É uma entrada esquecida, mas impressionante, emoldurada por grandes colunas circulares e duas fileiras de felinos, no Quai François-Mitterrand, à beira das Tulherias. Até ao seu encerramento no final de 2024, poucos visitantes do Louvre utilizavam a Porte des Lions, que no entanto oferece acesso direto às salas de arte espanhola e italiana situadas no piso superior e, no piso térreo, ao pavilhão das Sessões, que alberga cerca de uma centena de obras de África, das Américas e da Oceânia depositadas pelo Musée du quai Branly.
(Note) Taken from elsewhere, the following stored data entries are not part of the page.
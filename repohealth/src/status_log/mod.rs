//! Persisted per-key progress log.
//!
//! The log is an ordered list of [`StatusEntry`] values. Only the last entry
//! may be open (no `end`); starting a new stage closes it first. Every
//! mutation republishes the whole file via write-then-rename so that any
//! process can read it without coordinating with the writer.

use crate::cache::StorageLayout;
use crate::core::RepoKey;
use crate::utils::{read_json, write_json_atomically, ReadJsonError, Timestamp};
use serde::{Deserialize, Serialize};
use std::io;
use std::path::{Path, PathBuf};

/// One stage span in the status log.
#[derive(Debug, Clone, PartialEq, Eq, Serialize, Deserialize)]
pub struct StatusEntry {
    /// Machine-readable stage name.
    pub stage: String,
    /// Human-readable description.
    pub message: String,
    /// When the stage started.
    pub start: Timestamp,
    /// When the stage ended, if it has.
    #[serde(default)]
    pub end: Option<Timestamp>,
}

impl StatusEntry {
    /// Returns true if the stage has not been closed.
    #[must_use]
    pub fn is_open(&self) -> bool {
        self.end.is_none()
    }

    /// Returns the span duration in milliseconds, if closed.
    #[must_use]
    pub fn duration_ms(&self) -> Option<i64> {
        self.end.map(|end| (end - self.start).num_milliseconds())
    }
}

/// Writer for one key's status log.
///
/// Exactly one pipeline execution owns a writer for a key at a time; readers
/// use [`StatusLog::read`] and never take a lock.
#[derive(Debug)]
pub struct StatusLog {
    path: PathBuf,
    entries: Vec<StatusEntry>,
}

impl StatusLog {
    /// Opens the log for `key`, resuming whatever entries are persisted.
    #[must_use]
    pub fn open(layout: &StorageLayout, key: &RepoKey) -> Self {
        Self::open_at(layout.status_path(key))
    }

    /// Opens a log stored at an explicit path.
    #[must_use]
    pub fn open_at(path: impl Into<PathBuf>) -> Self {
        let path = path.into();
        let entries = Self::read_at(&path);
        Self { path, entries }
    }

    /// Reads the persisted log for `key`.
    ///
    /// Returns an empty list when nothing has been written yet.
    #[must_use]
    pub fn read(layout: &StorageLayout, key: &RepoKey) -> Vec<StatusEntry> {
        Self::read_at(&layout.status_path(key))
    }

    /// Reads a log stored at an explicit path.
    #[must_use]
    pub fn read_at(path: &Path) -> Vec<StatusEntry> {
        for attempt in 0..2 {
            match read_json::<Vec<StatusEntry>>(path) {
                Ok(entries) => return entries.unwrap_or_default(),
                Err(ReadJsonError::Parse(err)) if attempt == 0 => {
                    tracing::debug!(path = %path.display(), error = %err, "Status log unreadable, retrying");
                }
                Err(err) => {
                    tracing::debug!(path = %path.display(), error = %err, "Status log unreadable, treating as empty");
                    return Vec::new();
                }
            }
        }
        Vec::new()
    }

    /// Returns the entries as currently held by this writer.
    #[must_use]
    pub fn entries(&self) -> &[StatusEntry] {
        &self.entries
    }

    /// Returns the open entry, if any.
    #[must_use]
    pub fn open_entry(&self) -> Option<&StatusEntry> {
        self.entries.last().filter(|e| e.is_open())
    }

    /// Returns the path the log is published to.
    #[must_use]
    pub fn path(&self) -> &Path {
        &self.path
    }

    /// Clears the log and publishes the empty sequence.
    ///
    /// # Errors
    ///
    /// Returns an IO error if the log cannot be written.
    pub fn reset(&mut self) -> io::Result<()> {
        self.entries.clear();
        self.publish()
    }

    /// Closes the open entry, if any, and opens a new one.
    ///
    /// # Errors
    ///
    /// Returns an IO error if the log cannot be written.
    pub fn begin_stage(
        &mut self,
        stage: impl Into<String>,
        message: impl Into<String>,
    ) -> io::Result<()> {
        let now = crate::utils::now_utc();
        self.close_open(now);
        self.entries.push(StatusEntry {
            stage: stage.into(),
            message: message.into(),
            start: now,
            end: None,
        });
        self.publish()
    }

    /// Closes the open entry.
    ///
    /// A no-op (no write) when nothing is open.
    ///
    /// # Errors
    ///
    /// Returns an IO error if the log cannot be written.
    pub fn finish(&mut self) -> io::Result<()> {
        if self.close_open(crate::utils::now_utc()) {
            self.publish()
        } else {
            Ok(())
        }
    }

    fn close_open(&mut self, now: Timestamp) -> bool {
        match self.entries.last_mut() {
            Some(last) if last.is_open() => {
                last.end = Some(now.max(last.start));
                true
            }
            _ => false,
        }
    }

    fn publish(&self) -> io::Result<()> {
        write_json_atomically(&self.path, &self.entries)
    }
}

#[cfg(test)]
mod tests {
    use super::*;
    use pretty_assertions::assert_eq;

    fn test_log() -> (tempfile::TempDir, StorageLayout, RepoKey) {
        let dir = tempfile::tempdir().unwrap();
        let layout = StorageLayout::new(dir.path());
        let key = RepoKey::parse("acme/widgets").unwrap();
        (dir, layout, key)
    }

    fn assert_single_open_tail(entries: &[StatusEntry]) {
        let open: Vec<_> = entries.iter().enumerate().filter(|(_, e)| e.is_open()).collect();
        assert!(open.len() <= 1);
        if let Some((idx, _)) = open.first() {
            assert_eq!(*idx, entries.len() - 1);
        }
    }

    #[test]
    fn test_read_before_any_write_is_empty() {
        let (_dir, layout, key) = test_log();
        assert!(StatusLog::read(&layout, &key).is_empty());
    }

    #[test]
    fn test_begin_stage_closes_previous() {
        let (_dir, layout, key) = test_log();
        let mut log = StatusLog::open(&layout, &key);

        log.begin_stage("resolve-identity", "Resolving").unwrap();
        log.begin_stage("fetch-remote-metadata", "Fetching").unwrap();

        let persisted = StatusLog::read(&layout, &key);
        assert_eq!(persisted.len(), 2);
        assert!(!persisted[0].is_open());
        assert!(persisted[1].is_open());
        assert_eq!(persisted[0].end, Some(persisted[1].start));
        assert_single_open_tail(&persisted);
    }

    #[test]
    fn test_finish_closes_last_entry() {
        let (_dir, layout, key) = test_log();
        let mut log = StatusLog::open(&layout, &key);

        log.begin_stage("resolve-identity", "Resolving").unwrap();
        log.finish().unwrap();
        log.finish().unwrap();

        let persisted = StatusLog::read(&layout, &key);
        assert_eq!(persisted.len(), 1);
        assert!(persisted.iter().all(|e| !e.is_open()));
        assert!(persisted[0].duration_ms().unwrap() >= 0);
        assert!(log.open_entry().is_none());
    }

    #[test]
    fn test_reset_clears_persisted_entries() {
        let (_dir, layout, key) = test_log();
        let mut log = StatusLog::open(&layout, &key);
        log.begin_stage("a", "A").unwrap();

        let mut fresh = StatusLog::open(&layout, &key);
        assert_eq!(fresh.entries().len(), 1);
        fresh.reset().unwrap();

        assert!(StatusLog::read(&layout, &key).is_empty());
    }

    #[test]
    fn test_open_resumes_existing_entries() {
        let (_dir, layout, key) = test_log();
        let mut first = StatusLog::open(&layout, &key);
        first.begin_stage("a", "A").unwrap();

        let mut resumed = StatusLog::open(&layout, &key);
        resumed.begin_stage("b", "B").unwrap();

        let persisted = StatusLog::read(&layout, &key);
        let stages: Vec<_> = persisted.iter().map(|e| e.stage.as_str()).collect();
        assert_eq!(stages, vec!["a", "b"]);
        assert_single_open_tail(&persisted);
    }

    #[test]
    fn test_corrupt_log_reads_as_empty() {
        let (_dir, layout, key) = test_log();
        let path = layout.status_path(&key);
        std::fs::create_dir_all(path.parent().unwrap()).unwrap();
        std::fs::write(&path, b"[{\"stage\": ").unwrap();

        assert!(StatusLog::read(&layout, &key).is_empty());
    }

    #[test]
    fn test_entry_serialization_shape() {
        let entry = StatusEntry {
            stage: "fetch-remote-issues".to_string(),
            message: "Fetching issues".to_string(),
            start: crate::utils::now_utc(),
            end: None,
        };
        let json = serde_json::to_value(&entry).unwrap();
        assert!(json["end"].is_null());
        assert_eq!(json["stage"], "fetch-remote-issues");
    }
}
A reabertura, na quarta-feira, 3 de dezembro, deste espaço, rebatizado de “galeria dos Cinco Continentes”, seria uma operação encantadora como o Louvre gosta de calibrá-los, uma oportunidade para o seu presidente, Laurence des Cars, reafirmar a vocação universal do museu e, a menos de um ano do final do seu mandato, validar as suas decisões e a sua visão.

Ao mesmo tempo, a inauguração de uma obra encomendada à artista holandesa e sul-africana Marlene Dumas, uma série de retratos pendurados na soleira da galeria, viria a selar a entrada do palácio dos reis no século XXI. Sem esquecer a sua capacidade de angariar fundos privados – Marc Ladreit de Lacharrière, patrono de longa data do Louvre, doou 2 milhões de euros para este projeto.